I also want to return to Fukuyama's previous statement about later stages containing elements of earlier ones. This is indeed a key principle, for any transformation must work with the existing material. Thus, I am not surprised that the laws of physics explain certain things about me. But to pretend that I can be reduced to physics is just stupid. Indeed, it is the other way around: humans explain physics, not vice versa.
Likewise, to pretend that humanness can be reduced to genetics or environment is equally stupid. Nevertheless, we should not be surprised to find traces of apehood in man, elements of primitive communism in modern economies, and elements of tribalism in liberal democracies. This hardly means that the latter terms can be reduced to the former.
One of the principle ways -- perhaps the principle way -- tribalism endures in the modern world is via the left. In defining itself as "postmodern" and "progressive," the modern leftist ironically becomes an atavistic proglodyte, for extremists meet in this cosmos.
Fukuyama notes that in the world of early humans, there is "nothing resembling modern individualism," which reminds us of the forced anonymity of the leftist hive, which reduces us all to racial, or gender, or socioeconomic categories.

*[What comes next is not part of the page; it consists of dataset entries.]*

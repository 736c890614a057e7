//! Stream ID arena
//!
//! IDs are handed out in two steps: [`IdManager::reserve`] claims a slot and
//! returns a [`Reservation`]; the caller either commits a value into it once
//! setup succeeded or lets it roll back. A reservation that is dropped
//! without commit rolls back, so failed setups never leak IDs.

use std::collections::HashMap;
use std::sync::{Arc, Mutex, MutexGuard};

/// Which IDs an allocator hands out
#[derive(Debug, Clone, Copy, PartialEq, Eq)]
pub enum Parity {
    /// 2, 4, 6, ...
    Even,
    /// 1, 3, 5, ...
    Odd,
}

enum Slot<V> {
    Reserved,
    Live(V),
}

struct IdState<V> {
    slots: HashMap<u16, Slot<V>>,
    last: u16,
    parity: Parity,
}

impl<V> IdState<V> {
    fn next_candidate(&self, id: u16) -> u16 {
        let next = id.wrapping_add(2);
        match self.parity {
            Parity::Even if next == 0 => 2,
            _ => next,
        }
    }

    fn capacity(&self) -> usize {
        match self.parity {
            Parity::Even => (u16::MAX / 2) as usize,
            Parity::Odd => (u16::MAX / 2) as usize + 1,
        }
    }
}

/// Arena of values indexed by session-scoped IDs
pub struct IdManager<V> {
    state: Arc<Mutex<IdState<V>>>,
}

impl<V> Clone for IdManager<V> {
    fn clone(&self) -> Self {
        Self {
            state: Arc::clone(&self.state),
        }
    }
}

impl<V: Clone> IdManager<V> {
    pub fn new(parity: Parity) -> Self {
        let last = match parity {
            Parity::Even => 0,
            Parity::Odd => u16::MAX,
        };
        Self {
            state: Arc::new(Mutex::new(IdState {
                slots: HashMap::new(),
                last,
                parity,
            })),
        }
    }

    fn lock(&self) -> MutexGuard<'_, IdState<V>> {
        self.state.lock().unwrap_or_else(|e| e.into_inner())
    }

    /// Claim the next free ID after the last one handed out
    ///
    /// Returns None when every ID of this parity is in use.
    pub fn reserve(&self) -> Option<Reservation<V>> {
        let mut state = self.lock();
        if state.slots.len() >= state.capacity() {
            return None;
        }
        let mut id = state.last;
        loop {
            id = state.next_candidate(id);
            if id != 0 && !state.slots.contains_key(&id) {
                break;
            }
        }
        state.last = id;
        state.slots.insert(id, Slot::Reserved);
        Some(Reservation {
            id,
            manager: self.clone(),
            done: false,
        })
    }

    /// Store a value under an ID chosen by the peer
    ///
    /// Returns false, leaving the arena untouched, when the ID is taken.
    pub fn insert_at(&self, id: u16, value: V) -> bool {
        let mut state = self.lock();
        if id == 0 || state.slots.contains_key(&id) {
            return false;
        }
        state.slots.insert(id, Slot::Live(value));
        true
    }

    /// Live value of `id`
    pub fn get(&self, id: u16) -> Option<V> {
        match self.lock().slots.get(&id) {
            Some(Slot::Live(v)) => Some(v.clone()),
            _ => None,
        }
    }

    /// Remove `id` if it holds a live value
    pub fn remove(&self, id: u16) -> Option<V> {
        let mut state = self.lock();
        match state.slots.get(&id) {
            Some(Slot::Live(_)) => match state.slots.remove(&id) {
                Some(Slot::Live(v)) => Some(v),
                _ => None,
            },
            _ => None,
        }
    }

    /// Remove `id` only if `pred` holds for its value
    pub fn remove_if(&self, id: u16, pred: impl FnOnce(&V) -> bool) -> Option<V> {
        let mut state = self.lock();
        match state.slots.get(&id) {
            Some(Slot::Live(v)) if pred(v) => match state.slots.remove(&id) {
                Some(Slot::Live(v)) => Some(v),
                _ => None,
            },
            _ => None,
        }
    }

    /// Remove every live value; reserved slots stay with their owners
    pub fn drain(&self) -> Vec<(u16, V)> {
        let mut state = self.lock();
        let live: Vec<u16> = state
            .slots
            .iter()
            .filter(|(_, s)| matches!(s, Slot::Live(_)))
            .map(|(id, _)| *id)
            .collect();
        let mut out = Vec::with_capacity(live.len());
        for id in live {
            if let Some(Slot::Live(v)) = state.slots.remove(&id) {
                out.push((id, v));
            }
        }
        out.sort_by_key(|(id, _)| *id);
        out
    }

    /// Number of occupied slots, reserved or live
    pub fn len(&self) -> usize {
        self.lock().slots.len()
    }

    pub fn is_empty(&self) -> bool {
        self.lock().slots.is_empty()
    }

    fn commit(&self, id: u16, value: V) {
        self.lock().slots.insert(id, Slot::Live(value));
    }

    fn rollback(&self, id: u16) {
        let mut state = self.lock();
        if matches!(state.slots.get(&id), Some(Slot::Reserved)) {
            state.slots.remove(&id);
        }
    }
}

/// A tentatively claimed ID
///
/// Dropping it without [`Reservation::commit`] frees the ID.
pub struct Reservation<V: Clone> {
    id: u16,
    manager: IdManager<V>,
    done: bool,
}

impl<V: Clone> Reservation<V> {
    pub fn id(&self) -> u16 {
        self.id
    }

    /// Store `value` under the reserved ID
    pub fn commit(mut self, value: V) -> u16 {
        self.done = true;
        self.manager.commit(self.id, value);
        self.id
    }

    /// Give the ID back
    pub fn rollback(mut self) {
        self.done = true;
        self.manager.rollback(self.id);
    }
}

impl<V: Clone> Drop for Reservation<V> {
    fn drop(&mut self) {
        if !self.done {
            self.manager.rollback(self.id);
        }
    }
}

#[cfg(test)]
mod tests {
    use super::*;

    #[test]
    fn test_parity() {
        let even: IdManager<()> = IdManager::new(Parity::Even);
        let odd: IdManager<()> = IdManager::new(Parity::Odd);
        let a = even.reserve().unwrap();
        let b = even.reserve().unwrap();
        assert_eq!((a.id(), b.id()), (2, 4));
        assert_eq!(odd.reserve().unwrap().id(), 1);
    }

    #[test]
    fn test_reserve_n_fail_m() {
        let ids: IdManager<u32> = IdManager::new(Parity::Even);

        let reservations: Vec<_> = (0..10).map(|_| ids.reserve().unwrap()).collect();
        assert_eq!(ids.len(), 10);

        let mut failed = Vec::new();
        for (i, r) in reservations.into_iter().enumerate() {
            if i % 3 == 0 {
                failed.push(r.id());
                r.rollback();
            } else {
                r.commit(i as u32);
            }
        }

        assert_eq!(ids.len(), 10 - failed.len());
        for id in &failed {
            assert!(ids.get(*id).is_none());
            assert!(ids.insert_at(*id, 99), "id {} should be free again", id);
        }
    }

    #[test]
    fn test_dropped_reservation_rolls_back() {
        let ids: IdManager<u32> = IdManager::new(Parity::Even);
        let id = {
            let r = ids.reserve().unwrap();
            r.id()
        };
        assert!(ids.is_empty());
        assert!(ids.insert_at(id, 1));
    }

    #[test]
    fn test_reserved_slot_is_not_live() {
        let ids: IdManager<u32> = IdManager::new(Parity::Even);
        let r = ids.reserve().unwrap();
        assert!(ids.get(r.id()).is_none());
        assert!(!ids.insert_at(r.id(), 5));
        assert!(ids.remove(r.id()).is_none());
        let id = r.commit(7);
        assert_eq!(ids.get(id), Some(7));
        assert_eq!(ids.remove(id), Some(7));
    }

    #[test]
    fn test_cycles_past_last_id() {
        let ids: IdManager<()> = IdManager::new(Parity::Even);
        let first = ids.reserve().unwrap().commit(());
        ids.remove(first);
        let second = ids.reserve().unwrap().id();
        assert_ne!(first, second);
    }

    #[test]
    fn test_exhaustion() {
        let ids: IdManager<()> = IdManager::new(Parity::Odd);
        let mut count = 0;
        while let Some(r) = ids.reserve() {
            r.commit(());
            count += 1;
        }
        assert_eq!(count, 32768);
        ids.remove(101);
        assert_eq!(ids.reserve().unwrap().id(), 101);
    }

    #[test]
    fn test_drain_keeps_reservations() {
        let ids: IdManager<u8> = IdManager::new(Parity::Even);
        let pending = ids.reserve().unwrap();
        ids.reserve().unwrap().commit(1);
        let drained = ids.drain();
        assert_eq!(drained.len(), 1);
        assert_eq!(ids.len(), 1);
        drop(pending);
        assert!(ids.is_empty());
    }
}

For example, in Obamaworld, a hard working person earning $250,000 a year, who has five children in private schools, a wife at home, a mortgage underwater, and no net worth, is a "millionaire." Any individuality is effaced by the ravenous demands of the state.
In both the premodern and postmodern worlds, we are bound by what the anthropologist Ernest Gellner called the "tyranny of cousins." This is obvious in the former, as everything we think and do is defined and constrained by our place in the clan: "That is, your social world was limited to the circles of relatives surrounding you, who determined what you did, whom you married, how you worshipped, and just about everything else in life."
And in our opinion, one of the key psychic mechanisms that held this system together was and is envy. Envy was evolved to solve a serious problem, i.e., group unity and harmony, for human beings cannot survive outside the group. All primitive groups are characterized by the "evil eye" of envy, which makes its target feel uncomfortable and persecuted by these envious projections. But in order to evolve out of tribalism toward universality, we had to first break through the envy barrier, hence the 10th Commandment of spiritual evolution: you shall not covet your neighbor's whatever. In short, envy is natural; transcendence of envy is supranatural.
Thus, the leftist hardly needs to invent envy. He must only provoke, legitimize and exploit it in order to gain power over the envious, and eventually over all of us. Like the cravemen they are, they just want to be fair, and spread the poverty around.